Despite his reputation, he has never had much political pull. He invites me over to his office across the street, but I tell him that I will have to call him later in the week. I have to drive back tonight to Blackwell County to get ready for a two-day child custody trial that I thought was going to be settled but has blown up over the weekend, and before I head back I promised Bledsoe I would come see him. With his practice primarily civil litigation, Dick understands settlements coming apart at the last moment, and says for me to call him when I get that behind me. As he crosses the square to go back to his office, I realize that he is still convinced that we are allies in this case, which is fine with me. After today’s hearing, I suppose in some ways we are.

At the detention center Class is not at all depressed with the judge’s decision to set the trial the last week in May.

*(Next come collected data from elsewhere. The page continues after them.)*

use crate::car::CarStatus;
use crate::consist::TrainConsist;
use crate::interfaces::SignalLookup;
use crate::notice::NoticeChannel;
use crate::signal::SignalAspect;
use heapless::Vec;
use serde::{Deserialize, Serialize};
use tracing::{debug, info, warn};

const MAX_SAFETY_EVENTS: usize = 32;

pub const DEFAULT_NEAR_FIELD_M: f32 = 200.0;
pub const DEFAULT_ADVISORY_M: f32 = 800.0;
pub const DEFAULT_LOOKAHEAD_M: f32 = 1000.0;
pub const DEFAULT_HEALTH_FLOOR: f32 = 50.0;

#[derive(Debug, Clone, Copy, PartialEq, Eq, PartialOrd, Ord, Serialize, Deserialize)]
pub enum SafetyLevel {
    Normal,
    Advisory,
    Emergency,
}

#[derive(Debug, Clone, Copy, PartialEq, Eq, Serialize, Deserialize)]
pub enum SafetyEvent {
    RedSignalAhead,
    SignalEmergency,
    SignalDataMissing,
    CarFailure,
    LowHealth,
    CautionAspect,
}

impl SafetyEvent {
    pub fn level(self) -> SafetyLevel {
        match self {
            SafetyEvent::CautionAspect => SafetyLevel::Advisory,
            _ => SafetyLevel::Emergency,
        }
    }

    fn describe(self) -> &'static str {
        match self {
            SafetyEvent::RedSignalAhead => "red signal ahead",
            SafetyEvent::SignalEmergency => "signal demands emergency stop",
            SafetyEvent::SignalDataMissing => "no signal data",
            SafetyEvent::CarFailure => "car failure",
            SafetyEvent::LowHealth => "car health below limit",
            SafetyEvent::CautionAspect => "caution aspect ahead",
        }
    }
}

#[derive(Debug, Clone, PartialEq, Serialize, Deserialize)]
pub struct SafetyEventRecord {
    pub event: SafetyEvent,
    pub tick: u64,
    pub level: SafetyLevel,
    pub resolved: bool,
}

#[derive(Debug, Clone, PartialEq, Serialize, Deserialize)]
#[serde(default)]
pub struct SupervisorConfig {
    /// A Red aspect closer than this triggers the emergency brake.
    pub near_field_m: f32,
    /// A Yellow aspect closer than this triggers an ATO advisory.
    pub advisory_m: f32,
    /// How far ahead the block layer is asked for signals.
    pub lookahead_m: f32,
    /// Any car below this health triggers the emergency brake.
    pub health_floor: f32,
}

impl Default for SupervisorConfig {
    fn default() -> Self {
        Self {
            near_field_m: DEFAULT_NEAR_FIELD_M,
            advisory_m: DEFAULT_ADVISORY_M,
            lookahead_m: DEFAULT_LOOKAHEAD_M,
            health_floor: DEFAULT_HEALTH_FLOOR,
        }
    }
}

#[derive(Debug, Clone, PartialEq, Serialize, Deserialize)]
pub struct SafetyState {
    pub safety_level: SafetyLevel,
    pub emergency_latched: bool,
    pub latched_at_tick: u64,
    pub latch_count: u32,
    pub advisory_speed: Option<f32>,
    pub active_events: u8,
}

/// What the simulation must do this tick.
#[derive(Debug, Clone, Copy, Default, PartialEq)]
pub struct SafetyActions {
    pub apply_emergency_brake: bool,
    pub suppress_power: bool,
    pub release_brakes: bool,
    pub advisory_speed: Option<f32>,
}

impl SafetyActions {
    pub fn new() -> Self {
        Self::default()
    }

    pub fn has_actions(&self) -> bool {
        self.apply_emergency_brake
            || self.suppress_power
            || self.release_brakes
            || self.advisory_speed.is_some()
    }
}

/// Watches signals and car health and owns the emergency latch. Once
/// latched, only [`SafetySupervisor::release`] clears it.
#[derive(Debug)]
pub struct SafetySupervisor {
    config: SupervisorConfig,
    state: SafetyState,
    event_history: Vec<SafetyEventRecord, MAX_SAFETY_EVENTS>,
}

impl SafetySupervisor {
    pub fn new() -> Self {
        Self::with_config(SupervisorConfig::default())
    }

    pub fn with_config(config: SupervisorConfig) -> Self {
        Self {
            config,
            state: SafetyState {
                safety_level: SafetyLevel::Normal,
                emergency_latched: false,
                latched_at_tick: 0,
                latch_count: 0,
                advisory_speed: None,
                active_events: 0,
            },
            event_history: Vec::new(),
        }
    }

    pub fn config(&self) -> &SupervisorConfig {
        &self.config
    }

    pub fn get_state(&self) -> &SafetyState {
        &self.state
    }

    pub fn is_latched(&self) -> bool {
        self.state.emergency_latched
    }

    pub fn get_event_history(&self) -> &[SafetyEventRecord] {
        &self.event_history
    }

    pub fn clear_resolved_events(&mut self) {
        self.event_history.retain(|event| !event.resolved);
    }

    pub fn evaluate(
        &mut self,
        tick: u64,
        consist: &TrainConsist,
        lookup: &SignalLookup,
        notices: &mut NoticeChannel,
    ) -> SafetyActions {
        let mut actions = SafetyActions::new();
        let mut triggers: Vec<SafetyEvent, 8> = Vec::new();

        if consist.atp_enabled() {
            self.check_signal(lookup, &mut triggers);
        }
        self.check_cars(consist, &mut triggers);

        for event in &triggers {
            self.record_event(*event, tick);
        }

        if !triggers.is_empty() && !self.state.emergency_latched {
            self.latch(tick, &triggers, notices);
        }

        if self.state.emergency_latched {
            actions.apply_emergency_brake = true;
            actions.suppress_power = true;
        }

        let advisory = if consist.ato_enabled() {
            self.caution_advisory(lookup)
        } else {
            None
        };
        self.update_advisory(tick, advisory, notices);
        actions.advisory_speed = self.state.advisory_speed;

        self.update_safety_level();
        actions
    }

    fn check_signal(&self, lookup: &SignalLookup, triggers: &mut Vec<SafetyEvent, 8>) {
        match lookup {
            SignalLookup::Clear => {}
            // No answer from the block layer reads as Red at distance zero
            SignalLookup::Unavailable => {
                let _ = triggers.push(SafetyEvent::SignalDataMissing);
            }
            SignalLookup::Sighted(sighting) => {
                if sighting.aspect == SignalAspect::Red
                    && sighting.distance_m <= self.config.near_field_m
                {
                    let _ = triggers.push(SafetyEvent::RedSignalAhead);
                }
                if sighting.emergency_brake {
                    let _ = triggers.push(SafetyEvent::SignalEmergency);
                }
            }
        }
    }

    fn check_cars(&self, consist: &TrainConsist, triggers: &mut Vec<SafetyEvent, 8>) {
        if consist.cars().iter().any(|c| c.status() == CarStatus::Error) {
            let _ = triggers.push(SafetyEvent::CarFailure);
        }
        if consist
            .min_car_health()
            .map_or(false, |health| health < self.config.health_floor)
        {
            let _ = triggers.push(SafetyEvent::LowHealth);
        }
    }

    fn caution_advisory(&self, lookup: &SignalLookup) -> Option<f32> {
        lookup
            .sighting()
            .filter(|s| s.aspect == SignalAspect::Yellow && s.distance_m <= self.config.advisory_m)
            .map(|s| s.max_speed)
    }

    fn latch(&mut self, tick: u64, triggers: &[SafetyEvent], notices: &mut NoticeChannel) {
        self.state.emergency_latched = true;
        self.state.latched_at_tick = tick;
        self.state.latch_count = self.state.latch_count.saturating_add(1);

        let reasons: std::vec::Vec<&str> = triggers.iter().map(|e| e.describe()).collect();
        let reasons = reasons.join(", ");
        warn!("Emergency brake latched at tick {}: {}", tick, reasons);
        notices.emergency(None, format!("EMERGENCY BRAKE: {}", reasons));
    }

    fn update_advisory(&mut self, tick: u64, advisory: Option<f32>, notices: &mut NoticeChannel) {
        match (self.state.advisory_speed, advisory) {
            (None, Some(speed)) => {
                self.record_event(SafetyEvent::CautionAspect, tick);
                debug!("Caution advisory at tick {}: {:.0} km/h", tick, speed);
                notices.info(None, format!("Caution ahead, reduce speed to {:.0} km/h", speed));
            }
            (Some(_), None) => self.resolve_event(SafetyEvent::CautionAspect),
            _ => {}
        }
        self.state.advisory_speed = advisory;
    }

    /// Operator release of the emergency latch. Returns the brake release
    /// action, or no actions when nothing was latched.
    pub fn release(&mut self, tick: u64, notices: &mut NoticeChannel) -> SafetyActions {
        let mut actions = SafetyActions::new();
        if !self.state.emergency_latched {
            return actions;
        }

        self.state.emergency_latched = false;
        for event in &mut self.event_history {
            if !event.resolved && event.level == SafetyLevel::Emergency {
                event.resolved = true;
            }
        }
        self.update_safety_level();

        info!(
            "Emergency brake released at tick {} (latched at {})",
            tick, self.state.latched_at_tick
        );
        notices.info(None, "Emergency brake released by operator");
        actions.release_brakes = true;
        actions
    }

    fn update_safety_level(&mut self) {
        let active = self.event_history.iter().filter(|e| !e.resolved);
        self.state.active_events = active.clone().count() as u8;

        let level = active.map(|e| e.level).max().unwrap_or(SafetyLevel::Normal);
        self.state.safety_level = if self.state.emergency_latched {
            SafetyLevel::Emergency
        } else {
            level
        };
    }

    fn resolve_event(&mut self, event: SafetyEvent) {
        for record in self
            .event_history
            .iter_mut()
            .filter(|r| r.event == event && !r.resolved)
        {
            record.resolved = true;
        }
    }

    fn record_event(&mut self, event: SafetyEvent, tick: u64) {
        if let Some(existing) = self
            .event_history
            .iter_mut()
            .find(|e| e.event == event && !e.resolved)
        {
            existing.tick = tick;
            return;
        }

        let record = SafetyEventRecord {
            event,
            tick,
            level: event.level(),
            resolved: false,
        };

        if self.event_history.is_full() {
            let index = self
                .event_history
                .iter()
                .position(|e| e.resolved)
                .unwrap_or(0);
            self.event_history.remove(index);
        }
        let _ = self.event_history.push(record);
    }
}

impl Default for SafetySupervisor {
    fn default() -> Self {
        Self::new()
    }
}

#[cfg(test)]
mod tests {
    use super::*;

    #[test]
    fn test_event_history_dedupes_open_events() {
        let mut supervisor = SafetySupervisor::new();
        supervisor.record_event(SafetyEvent::CarFailure, 1);
        supervisor.record_event(SafetyEvent::CarFailure, 2);
        assert_eq!(supervisor.get_event_history().len(), 1);
        assert_eq!(supervisor.get_event_history()[0].tick, 2);
    }

    #[test]
    fn test_event_history_is_bounded() {
        let mut supervisor = SafetySupervisor::new();
        for tick in 0..(MAX_SAFETY_EVENTS as u64 * 2) {
            supervisor.record_event(SafetyEvent::CautionAspect, tick);
            supervisor.resolve_event(SafetyEvent::CautionAspect);
        }
        assert_eq!(supervisor.get_event_history().len(), MAX_SAFETY_EVENTS);

        supervisor.clear_resolved_events();
        assert!(supervisor.get_event_history().is_empty());
    }

    #[test]
    fn test_actions_summary() {
        assert!(!SafetyActions::new().has_actions());
        let actions = SafetyActions {
            advisory_speed: Some(20.0),
            ..SafetyActions::default()
        };
        assert!(actions.has_actions());
    }
}
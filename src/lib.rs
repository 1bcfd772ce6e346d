//! redis_facade library - Namespaced command facade for Redis-family stores
//!
//! Provides connection-descriptor parsing, namespace prefix configuration,
//! and generic fault-containing command dispatch over an injected store
//! client.

pub mod client;
pub mod descriptor;
pub mod facade;
pub mod logger;
pub mod memory;
pub mod prefix;

// Re-export the public surface
pub use client::{
    ClientError, ClientOptions, ConnectTarget, Connector, StoreClient, TopologyConfig, Value,
};
pub use descriptor::{
    parse, ConnectionParams, Credentials, DescriptorError, DEFAULT_HOST, DEFAULT_PORT,
};
pub use facade::{
    CommandOutcome, ContainedFault, Facade, FacadeConfig, FacadeError, ServerSpec,
};
pub use logger::{CapturingLogger, FaultLogger, TracingLogger};
pub use prefix::{default_prefix, set_default_prefix, NAMESPACE_SEPARATOR};
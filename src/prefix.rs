//! Process-wide default namespace prefix.
//!
//! Facade constructions that pass no explicit prefix read this value once,
//! at construction time; already-constructed instances never see later
//! updates. Access is synchronized so constructions racing a configuration
//! call stay well-defined (one or the other value wins, never a torn read).

use std::sync::{OnceLock, PoisonError, RwLock};

/// Separator terminating every non-empty namespace prefix.
pub const NAMESPACE_SEPARATOR: char = ':';

fn default_cell() -> &'static RwLock<String> {
    static DEFAULT_PREFIX: OnceLock<RwLock<String>> = OnceLock::new();
    DEFAULT_PREFIX.get_or_init(|| RwLock::new(String::new()))
}

/// Normalize a namespace to end with [`NAMESPACE_SEPARATOR`].
///
/// An empty namespace stays empty: no prefix means no namespacing, not a
/// bare separator.
pub fn normalize(namespace: &str) -> String {
    if namespace.is_empty() || namespace.ends_with(NAMESPACE_SEPARATOR) {
        namespace.to_string()
    } else {
        format!("{namespace}{NAMESPACE_SEPARATOR}")
    }
}

/// Set the process-wide default prefix used by future facade constructions.
///
/// The value is normalized before storing. Instances constructed earlier
/// are unaffected.
pub fn set_default_prefix(namespace: &str) {
    let normalized = normalize(namespace);
    *default_cell()
        .write()
        .unwrap_or_else(PoisonError::into_inner) = normalized;
}

/// Current process-wide default prefix. Empty until configured.
pub fn default_prefix() -> String {
    default_cell()
        .read()
        .unwrap_or_else(PoisonError::into_inner)
        .clone()
}
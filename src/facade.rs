//! Namespaced command facade.
//!
//! A [`Facade`] owns one underlying store client, the resolved namespace
//! prefix for that client, and an optional fault logger. Construction
//! resolves flexible connection input (descriptor string, pre-built
//! parameters, or a multi-node topology) into a [`ConnectTarget`], builds
//! the client through an injected [`Connector`], and selects a database when
//! one was chosen. Dispatch forwards arbitrary commands and contains
//! client-layer faults instead of propagating them.
//!
//! # Type Decisions
//!
//! **Why does `invoke` return [`CommandOutcome`] instead of a bare value?**
//! The source contract collapses failures into a `false` sentinel, which
//! makes "command failed" indistinguishable from "command legitimately
//! returned false". The outcome type keeps the two apart and carries the
//! fault detail; [`CommandOutcome::into_value`] still produces the uniform
//! `Bool(false)` sentinel for callers that want the collapsed form.

use std::sync::Arc;

use serde::{Deserialize, Serialize};
use thiserror::Error;

use crate::client::{
    ClientError, ClientOptions, ConnectTarget, Connector, StoreClient, TopologyConfig, Value,
};
use crate::descriptor::{self, ConnectionParams, DescriptorError};
use crate::logger::FaultLogger;
use crate::prefix;

/// Construction error types.
///
/// These fail loudly: a bad descriptor or an unreachable store is a
/// configuration problem to fix before any command can be issued, unlike
/// the contained faults of [`Facade::invoke`].
#[derive(Error, Debug)]
pub enum FacadeError {
    #[error(transparent)]
    Descriptor(#[from] DescriptorError),

    #[error("failed to connect to store: {source}")]
    Connect { source: ClientError },

    #[error("failed to select database {database}: {source}")]
    Select { database: i64, source: ClientError },
}

/// Connection input accepted by [`Facade::create`].
#[derive(Debug, Clone, PartialEq, Eq)]
pub enum ServerSpec {
    /// Descriptor string, resolved through [`descriptor::parse`].
    Descriptor(String),
    /// Pre-built parameters for a single node.
    Params(ConnectionParams),
    /// Multi-node configuration, passed through to the connector unchanged.
    Topology(TopologyConfig),
}

impl From<&str> for ServerSpec {
    fn from(descriptor: &str) -> Self {
        ServerSpec::Descriptor(descriptor.to_string())
    }
}

impl From<String> for ServerSpec {
    fn from(descriptor: String) -> Self {
        ServerSpec::Descriptor(descriptor)
    }
}

impl From<ConnectionParams> for ServerSpec {
    fn from(params: ConnectionParams) -> Self {
        ServerSpec::Params(params)
    }
}

impl From<TopologyConfig> for ServerSpec {
    fn from(topology: TopologyConfig) -> Self {
        ServerSpec::Topology(topology)
    }
}

/// Construction-time facade configuration.
#[derive(Debug, Clone, Default, PartialEq, Eq, Serialize, Deserialize)]
pub struct FacadeConfig {
    /// Namespace prefix. `None` reads the process-wide default at
    /// construction time; the resolved value is normalized to end with the
    /// namespace separator.
    pub prefix: Option<String>,
    /// Transport options forwarded opaquely to the connector.
    pub client_options: std::collections::BTreeMap<String, String>,
}

/// A command fault that was caught at the dispatch boundary.
#[derive(Debug, Clone, PartialEq, Eq)]
pub struct ContainedFault {
    /// Name of the command that faulted.
    pub command: String,
    /// Diagnostic detail from the underlying client.
    pub detail: String,
}

/// Result of one dispatched command: the client's raw reply, or a contained
/// fault.
#[derive(Debug, Clone, PartialEq, Eq)]
pub enum CommandOutcome {
    Success(Value),
    Contained(ContainedFault),
}

impl CommandOutcome {
    /// True when the command faulted and the fault was contained.
    pub fn is_contained(&self) -> bool {
        matches!(self, CommandOutcome::Contained(_))
    }

    /// The successful reply, when there is one.
    pub fn success(&self) -> Option<&Value> {
        match self {
            CommandOutcome::Success(value) => Some(value),
            CommandOutcome::Contained(_) => None,
        }
    }

    /// Collapse to the uniform sentinel: the raw reply on success,
    /// `Value::Bool(false)` on a contained fault.
    ///
    /// Callers of this form cannot distinguish a failure from a command
    /// that legitimately replied `false`; keep the outcome when that
    /// distinction matters.
    pub fn into_value(self) -> Value {
        match self {
            CommandOutcome::Success(value) => value,
            CommandOutcome::Contained(_) => Value::Bool(false),
        }
    }
}

/// Client-facing object combining prefix bookkeeping and generic command
/// dispatch over an underlying store client.
pub struct Facade {
    client: Box<dyn StoreClient>,
    prefix: String,
    logger: Option<Arc<dyn FaultLogger>>,
}

impl std::fmt::Debug for Facade {
    fn fmt(&self, f: &mut std::fmt::Formatter<'_>) -> std::fmt::Result {
        f.debug_struct("Facade")
            .field("prefix", &self.prefix)
            .field("logger", &self.logger.as_ref().map(|_| "<logger>"))
            .finish_non_exhaustive()
    }
}

impl Facade {
    /// Construct a facade over a freshly connected store client.
    ///
    /// `server` is resolved first: descriptor strings go through the
    /// descriptor parser, and a database index embedded in the descriptor
    /// (or in pre-built parameters) overrides the `database` argument.
    /// Topologies pass through unchanged, so only the `database` argument
    /// applies there. When a database index resolves, a `select` is issued
    /// against the new client before the facade is returned.
    ///
    /// # Errors
    ///
    /// - [`FacadeError::Descriptor`] when the descriptor is invalid
    /// - [`FacadeError::Connect`] when the connector fails
    /// - [`FacadeError::Select`] when the post-connect database selection
    ///   fails
    pub fn create(
        connector: &dyn Connector,
        server: impl Into<ServerSpec>,
        config: FacadeConfig,
        database: Option<i64>,
    ) -> Result<Self, FacadeError> {
        let (target, resolved_db) = match server.into() {
            ServerSpec::Descriptor(raw) => {
                let params = descriptor::parse(&raw)?;
                let db = params.database.or(database);
                (ConnectTarget::Single(params), db)
            }
            ServerSpec::Params(params) => {
                let db = params.database.or(database);
                (ConnectTarget::Single(params), db)
            }
            ServerSpec::Topology(topology) => (ConnectTarget::Topology(topology), database),
        };

        let prefix = prefix::normalize(
            &config.prefix.unwrap_or_else(prefix::default_prefix),
        );
        let options = ClientOptions {
            prefix: prefix.clone(),
            extra: config.client_options,
        };

        tracing::debug!(
            target: "redis_facade",
            prefix = %prefix,
            database = ?resolved_db,
            "connecting store client"
        );
        let client = connector
            .connect(&target, &options)
            .map_err(|source| FacadeError::Connect { source })?;

        if let Some(db) = resolved_db {
            client
                .call("select", &[Value::Int(db)])
                .map_err(|source| FacadeError::Select {
                    database: db,
                    source,
                })?;
        }

        Ok(Self {
            client,
            prefix,
            logger: None,
        })
    }

    /// Attach or replace the fault logger.
    ///
    /// Without a logger, contained faults are silent: `invoke` still
    /// returns a contained outcome but nothing is reported anywhere.
    pub fn set_logger(&mut self, logger: Arc<dyn FaultLogger>) {
        self.logger = Some(logger);
    }

    /// The resolved, normalized namespace prefix for this instance.
    pub fn prefix(&self) -> &str {
        &self.prefix
    }

    /// Dispatch a named command to the underlying client.
    ///
    /// On success the client's raw reply comes back unmodified. Any
    /// client-layer fault is contained: logged once at critical severity
    /// with the command name and fault detail (when a logger is attached),
    /// then returned as [`CommandOutcome::Contained`]. Faults never
    /// propagate out of this method.
    pub fn invoke(&self, command: &str, args: &[Value]) -> CommandOutcome {
        match self.client.call(command, args) {
            Ok(value) => CommandOutcome::Success(value),
            Err(fault) => {
                let detail = fault.to_string();
                if let Some(logger) = &self.logger {
                    logger.critical(&format!("store command '{command}' failed: {detail}"));
                }
                CommandOutcome::Contained(ContainedFault {
                    command: command.to_string(),
                    detail,
                })
            }
        }
    }
}

#[cfg(test)]
mod tests {
    use super::*;
    use crate::logger::CapturingLogger;
    use crate::memory::MemoryConnector;

    fn facade_with_prefix(connector: &MemoryConnector, prefix: &str) -> Facade {
        Facade::create(
            connector,
            "redis://localhost",
            FacadeConfig {
                prefix: Some(prefix.to_string()),
                ..FacadeConfig::default()
            },
            None,
        )
        .expect("facade should construct")
    }

    #[test]
    fn test_invoke_success_returns_raw_reply() {
        let connector = MemoryConnector::new();
        let facade = facade_with_prefix(&connector, "app");

        let set = facade.invoke("set", &["k".into(), "v".into()]);
        assert_eq!(set.success(), Some(&Value::Str("OK".to_string())));

        let get = facade.invoke("get", &["k".into()]);
        assert_eq!(get.into_value(), Value::Str("v".to_string()));
    }

    #[test]
    fn test_invoke_contains_fault_and_logs_once() {
        let connector = MemoryConnector::new();
        let mut facade = facade_with_prefix(&connector, "app");
        let logger = CapturingLogger::new();
        facade.set_logger(Arc::new(logger.clone()));

        let outcome = facade.invoke("definitely_not_a_command", &[]);
        assert!(outcome.is_contained());
        assert_eq!(outcome.into_value(), Value::Bool(false));

        let messages = logger.messages();
        assert_eq!(messages.len(), 1);
        assert!(messages[0].contains("definitely_not_a_command"));
    }

    #[test]
    fn test_invoke_without_logger_is_silent_but_contained() {
        let connector = MemoryConnector::new();
        let facade = facade_with_prefix(&connector, "app");

        let outcome = facade.invoke("definitely_not_a_command", &[]);
        assert!(outcome.is_contained());
        assert_eq!(outcome.into_value(), Value::Bool(false));
    }

    #[test]
    fn test_contained_fault_carries_command_and_detail() {
        let connector = MemoryConnector::new();
        let facade = facade_with_prefix(&connector, "app");

        match facade.invoke("nope", &[]) {
            CommandOutcome::Contained(fault) => {
                assert_eq!(fault.command, "nope");
                assert!(fault.detail.contains("nope"));
            }
            CommandOutcome::Success(value) => panic!("expected contained fault, got {value:?}"),
        }
    }

    #[test]
    fn test_descriptor_database_overrides_argument() {
        let connector = MemoryConnector::new();
        let _facade = Facade::create(
            &connector,
            "redis://localhost/5",
            FacadeConfig::default(),
            Some(2),
        )
        .expect("facade should construct");

        assert_eq!(connector.current_database(), 5);
    }

    #[test]
    fn test_database_argument_applies_when_descriptor_has_none() {
        let connector = MemoryConnector::new();
        let _facade = Facade::create(
            &connector,
            "redis://localhost",
            FacadeConfig::default(),
            Some(2),
        )
        .expect("facade should construct");

        assert_eq!(connector.current_database(), 2);
    }

    #[test]
    fn test_no_database_means_no_select() {
        let connector = MemoryConnector::new();
        let _facade = Facade::create(
            &connector,
            "redis://localhost",
            FacadeConfig::default(),
            None,
        )
        .expect("facade should construct");

        // The store starts on database 0 and nothing selected away from it.
        assert_eq!(connector.current_database(), 0);
        assert!(!connector.select_was_issued());
    }

    #[test]
    fn test_explicit_prefix_is_normalized() {
        let connector = MemoryConnector::new();
        let facade = facade_with_prefix(&connector, "myapp");
        assert_eq!(facade.prefix(), "myapp:");
    }

    #[test]
    fn test_prefix_accessor_is_idempotent() {
        let connector = MemoryConnector::new();
        let facade = facade_with_prefix(&connector, "myapp");
        assert_eq!(facade.prefix(), facade.prefix());
        assert_eq!(facade.prefix(), "myapp:");
    }

    #[test]
    #[serial_test::serial]
    fn test_prefix_defaults_to_process_wide_value() {
        crate::prefix::set_default_prefix("myapp");
        let connector = MemoryConnector::new();
        let facade = Facade::create(
            &connector,
            "redis://localhost",
            FacadeConfig::default(),
            None,
        )
        .expect("facade should construct");
        assert_eq!(facade.prefix(), "myapp:");
        crate::prefix::set_default_prefix("");
    }

    #[test]
    #[serial_test::serial]
    fn test_default_prefix_change_leaves_existing_instances_alone() {
        crate::prefix::set_default_prefix("before");
        let connector = MemoryConnector::new();
        let facade = Facade::create(
            &connector,
            "redis://localhost",
            FacadeConfig::default(),
            None,
        )
        .expect("facade should construct");

        crate::prefix::set_default_prefix("after");
        assert_eq!(facade.prefix(), "before:");
        crate::prefix::set_default_prefix("");
    }

    #[test]
    fn test_invalid_descriptor_propagates() {
        let connector = MemoryConnector::new();
        let err = Facade::create(&connector, "ftp://h", FacadeConfig::default(), None)
            .expect_err("construction should fail");
        assert!(matches!(err, FacadeError::Descriptor(_)));
    }
}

“I jus’ want to get it over with,” he says, emphatically.

“I’m sick of this place.”

As bad as the old jail may have been, I doubt if it had this much security. Here, separated as we are, Bledsoe can’t even shake hands with

me, much less hug his wife. It is hard not to like this guy. As he tells me how much he has begun to miss Lattice, I think of a statistic I’ve read and wonder if it can possibly be true: a million black males locked up all over the United States. It is a mind-boggling number. Is this the only way blacks and whites can live together in this country?

I wonder how many of them are innocent.

Other than Willie’s blood on his knife, there is no physical evidence linking Class to the murder. If he had the money, I would hire a forensic expert to tell the jury why there were no hair, flesh, or clothing fibers found under Willie’s fingernails.

The only bloody footprints leading away from the spot where he died were Doris Ting’s, apparently made when she discovered the body. I’d also like to get an investigator to do a thorough background check on each of the individuals who worked at the plant. One of them could easily have something in his or her past that could be useful to us.

Here, as in too much of life, you get what you pay for and no more.

We talk at length about the events of the day of the murder, which occurred on a Tuesday, September 21, but it is painfully obvious that Class has no memories of that afternoon that can help him. Though I don’t know if it will cut any ice with Butterfield at this point, I urge him to consider taking a polygraph, but he is disturbingly adamant on the subject.